Which lines below fall between the one containing "#[derive(Parser, Debug)]" and the one containing "(must be positive)"? Repeat them exactly, counting both of those lines, and add nothing else.

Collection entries
★ ★ ★ ★
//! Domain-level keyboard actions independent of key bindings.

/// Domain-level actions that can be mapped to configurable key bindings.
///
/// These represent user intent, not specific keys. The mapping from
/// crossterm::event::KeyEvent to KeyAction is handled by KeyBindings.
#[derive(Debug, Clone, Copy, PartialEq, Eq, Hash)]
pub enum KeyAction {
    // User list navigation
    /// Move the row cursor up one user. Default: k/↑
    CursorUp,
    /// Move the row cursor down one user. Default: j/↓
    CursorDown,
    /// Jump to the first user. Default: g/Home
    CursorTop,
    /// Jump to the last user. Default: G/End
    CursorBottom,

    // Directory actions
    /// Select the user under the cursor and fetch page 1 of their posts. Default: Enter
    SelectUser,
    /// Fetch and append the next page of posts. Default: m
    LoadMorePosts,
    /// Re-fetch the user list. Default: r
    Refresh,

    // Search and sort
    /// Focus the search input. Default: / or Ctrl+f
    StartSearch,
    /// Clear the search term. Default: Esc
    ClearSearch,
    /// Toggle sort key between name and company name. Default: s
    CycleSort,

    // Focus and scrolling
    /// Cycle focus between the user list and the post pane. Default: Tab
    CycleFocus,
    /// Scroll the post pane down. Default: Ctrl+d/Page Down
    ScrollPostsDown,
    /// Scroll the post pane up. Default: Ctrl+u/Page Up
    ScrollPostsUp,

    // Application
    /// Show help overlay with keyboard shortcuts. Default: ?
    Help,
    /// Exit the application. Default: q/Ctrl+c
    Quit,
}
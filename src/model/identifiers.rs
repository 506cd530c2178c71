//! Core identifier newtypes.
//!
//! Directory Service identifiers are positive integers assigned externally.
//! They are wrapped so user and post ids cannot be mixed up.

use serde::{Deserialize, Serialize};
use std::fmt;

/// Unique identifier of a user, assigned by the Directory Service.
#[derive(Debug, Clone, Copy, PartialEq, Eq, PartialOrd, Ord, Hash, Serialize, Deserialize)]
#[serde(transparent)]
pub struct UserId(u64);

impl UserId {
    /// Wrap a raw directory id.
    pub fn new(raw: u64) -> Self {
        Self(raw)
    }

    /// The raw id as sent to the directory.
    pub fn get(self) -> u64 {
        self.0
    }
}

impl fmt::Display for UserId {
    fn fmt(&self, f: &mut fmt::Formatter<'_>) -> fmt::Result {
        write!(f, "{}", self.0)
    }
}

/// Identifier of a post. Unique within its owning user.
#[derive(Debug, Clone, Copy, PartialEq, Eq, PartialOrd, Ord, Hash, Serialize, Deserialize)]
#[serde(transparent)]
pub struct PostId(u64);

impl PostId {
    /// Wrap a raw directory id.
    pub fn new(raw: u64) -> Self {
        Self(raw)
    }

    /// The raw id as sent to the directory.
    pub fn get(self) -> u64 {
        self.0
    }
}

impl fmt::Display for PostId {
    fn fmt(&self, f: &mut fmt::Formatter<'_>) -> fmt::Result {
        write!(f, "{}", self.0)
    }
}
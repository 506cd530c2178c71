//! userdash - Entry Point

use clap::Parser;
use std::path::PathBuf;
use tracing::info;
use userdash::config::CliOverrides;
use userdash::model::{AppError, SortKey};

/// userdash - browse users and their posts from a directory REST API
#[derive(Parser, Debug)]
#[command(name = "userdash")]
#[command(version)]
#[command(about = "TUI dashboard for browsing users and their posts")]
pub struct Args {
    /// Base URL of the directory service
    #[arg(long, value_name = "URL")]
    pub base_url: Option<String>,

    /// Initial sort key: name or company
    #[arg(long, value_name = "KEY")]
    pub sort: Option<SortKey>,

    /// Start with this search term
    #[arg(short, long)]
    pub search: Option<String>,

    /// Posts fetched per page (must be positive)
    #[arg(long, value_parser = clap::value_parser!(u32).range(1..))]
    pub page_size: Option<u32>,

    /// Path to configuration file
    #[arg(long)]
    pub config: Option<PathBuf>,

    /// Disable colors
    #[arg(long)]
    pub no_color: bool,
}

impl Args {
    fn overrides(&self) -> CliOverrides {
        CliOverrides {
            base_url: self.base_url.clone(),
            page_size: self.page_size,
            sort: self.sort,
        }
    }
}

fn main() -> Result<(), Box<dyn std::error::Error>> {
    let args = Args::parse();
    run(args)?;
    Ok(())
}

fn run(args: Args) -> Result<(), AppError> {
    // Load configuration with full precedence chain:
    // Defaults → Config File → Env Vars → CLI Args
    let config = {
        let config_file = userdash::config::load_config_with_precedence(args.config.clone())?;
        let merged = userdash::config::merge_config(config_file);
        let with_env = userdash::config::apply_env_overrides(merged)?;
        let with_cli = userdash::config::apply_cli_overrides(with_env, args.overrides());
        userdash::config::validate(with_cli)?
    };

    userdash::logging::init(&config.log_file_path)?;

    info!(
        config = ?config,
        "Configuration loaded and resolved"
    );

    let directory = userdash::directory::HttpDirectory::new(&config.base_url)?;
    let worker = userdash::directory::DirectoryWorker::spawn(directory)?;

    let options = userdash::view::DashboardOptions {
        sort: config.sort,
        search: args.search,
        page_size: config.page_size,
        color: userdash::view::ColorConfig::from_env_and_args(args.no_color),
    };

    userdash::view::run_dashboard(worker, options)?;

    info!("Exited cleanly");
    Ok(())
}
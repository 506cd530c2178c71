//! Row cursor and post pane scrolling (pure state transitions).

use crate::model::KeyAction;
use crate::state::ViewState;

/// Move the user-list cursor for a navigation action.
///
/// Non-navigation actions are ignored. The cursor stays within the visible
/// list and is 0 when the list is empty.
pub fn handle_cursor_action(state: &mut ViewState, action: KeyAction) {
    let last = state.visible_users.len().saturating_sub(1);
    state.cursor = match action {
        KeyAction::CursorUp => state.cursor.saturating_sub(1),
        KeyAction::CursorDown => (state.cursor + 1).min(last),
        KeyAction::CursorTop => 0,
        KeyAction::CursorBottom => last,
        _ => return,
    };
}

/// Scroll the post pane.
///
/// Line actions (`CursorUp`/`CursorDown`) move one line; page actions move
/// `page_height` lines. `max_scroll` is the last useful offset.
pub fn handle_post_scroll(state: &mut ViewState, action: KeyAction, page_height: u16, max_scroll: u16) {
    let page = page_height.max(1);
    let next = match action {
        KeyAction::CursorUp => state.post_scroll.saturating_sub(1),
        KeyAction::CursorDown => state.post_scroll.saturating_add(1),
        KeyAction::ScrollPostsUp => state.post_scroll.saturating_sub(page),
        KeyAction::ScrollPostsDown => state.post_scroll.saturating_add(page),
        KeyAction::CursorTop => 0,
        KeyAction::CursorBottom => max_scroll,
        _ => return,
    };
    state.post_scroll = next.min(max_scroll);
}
★ ★ ★ ★
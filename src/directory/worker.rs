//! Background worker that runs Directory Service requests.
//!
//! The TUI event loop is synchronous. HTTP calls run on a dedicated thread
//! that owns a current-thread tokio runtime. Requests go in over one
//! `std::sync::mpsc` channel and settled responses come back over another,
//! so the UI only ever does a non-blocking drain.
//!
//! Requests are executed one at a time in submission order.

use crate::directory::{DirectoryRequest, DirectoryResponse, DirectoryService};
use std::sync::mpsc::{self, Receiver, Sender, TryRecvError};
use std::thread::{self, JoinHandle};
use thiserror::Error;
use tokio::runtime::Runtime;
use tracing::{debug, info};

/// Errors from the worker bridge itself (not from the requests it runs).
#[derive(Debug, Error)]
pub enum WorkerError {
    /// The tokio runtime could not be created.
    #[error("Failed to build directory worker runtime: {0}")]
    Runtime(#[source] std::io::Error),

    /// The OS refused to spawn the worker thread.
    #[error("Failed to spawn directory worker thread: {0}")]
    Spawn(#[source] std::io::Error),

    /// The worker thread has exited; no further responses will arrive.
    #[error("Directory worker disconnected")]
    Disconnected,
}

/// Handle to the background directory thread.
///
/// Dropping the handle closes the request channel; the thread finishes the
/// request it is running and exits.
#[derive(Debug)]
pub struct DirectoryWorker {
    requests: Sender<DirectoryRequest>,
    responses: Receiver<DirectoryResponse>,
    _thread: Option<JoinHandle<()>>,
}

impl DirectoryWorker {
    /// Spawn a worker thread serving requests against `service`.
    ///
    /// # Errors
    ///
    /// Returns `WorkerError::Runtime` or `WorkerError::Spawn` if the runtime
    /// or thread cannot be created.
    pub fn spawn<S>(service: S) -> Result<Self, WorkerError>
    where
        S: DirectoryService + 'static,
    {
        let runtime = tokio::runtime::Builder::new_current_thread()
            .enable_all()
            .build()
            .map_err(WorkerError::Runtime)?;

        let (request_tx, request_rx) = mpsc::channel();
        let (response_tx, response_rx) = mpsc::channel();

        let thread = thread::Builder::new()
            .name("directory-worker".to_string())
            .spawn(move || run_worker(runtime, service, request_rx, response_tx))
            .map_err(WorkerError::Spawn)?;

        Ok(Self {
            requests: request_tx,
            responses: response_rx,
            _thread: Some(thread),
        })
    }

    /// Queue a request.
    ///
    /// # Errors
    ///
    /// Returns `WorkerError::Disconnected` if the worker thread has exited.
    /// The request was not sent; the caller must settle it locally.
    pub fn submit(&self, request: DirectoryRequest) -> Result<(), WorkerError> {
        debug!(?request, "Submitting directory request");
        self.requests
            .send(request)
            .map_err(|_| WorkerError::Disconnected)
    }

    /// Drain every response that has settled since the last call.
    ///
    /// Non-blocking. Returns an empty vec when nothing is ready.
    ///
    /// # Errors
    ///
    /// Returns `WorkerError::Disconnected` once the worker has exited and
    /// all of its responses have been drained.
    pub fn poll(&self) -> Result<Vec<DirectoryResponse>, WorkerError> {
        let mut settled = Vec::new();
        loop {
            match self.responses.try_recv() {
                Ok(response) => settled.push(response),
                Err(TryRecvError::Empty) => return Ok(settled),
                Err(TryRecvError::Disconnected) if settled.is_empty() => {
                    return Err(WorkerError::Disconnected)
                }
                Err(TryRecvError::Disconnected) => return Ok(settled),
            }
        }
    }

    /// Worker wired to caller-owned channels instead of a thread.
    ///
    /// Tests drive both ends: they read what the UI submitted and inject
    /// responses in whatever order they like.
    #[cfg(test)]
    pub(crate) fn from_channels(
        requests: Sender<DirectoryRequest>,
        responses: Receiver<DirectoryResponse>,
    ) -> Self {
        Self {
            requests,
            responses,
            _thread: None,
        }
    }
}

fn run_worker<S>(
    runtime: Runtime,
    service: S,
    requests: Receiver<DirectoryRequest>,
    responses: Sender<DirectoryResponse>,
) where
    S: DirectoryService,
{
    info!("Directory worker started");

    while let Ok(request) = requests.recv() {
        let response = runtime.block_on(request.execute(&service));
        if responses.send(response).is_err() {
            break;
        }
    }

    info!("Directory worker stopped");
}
★ ★ ★ ★
• _RESULT OF THE TASK_:
#[derive(Parser, Debug)]
#[command(name = "userdash")]
#[command(version)]
#[command(about = "TUI dashboard for browsing users and their posts")]
pub struct Args {
    /// Base URL of the directory service
    #[arg(long, value_name = "URL")]
    pub base_url: Option<String>,

    /// Initial sort key: name or company
    #[arg(long, value_name = "KEY")]
    pub sort: Option<SortKey>,

    /// Start with this search term
    #[arg(short, long)]
    pub search: Option<String>,

    /// Posts fetched per page (must be positive)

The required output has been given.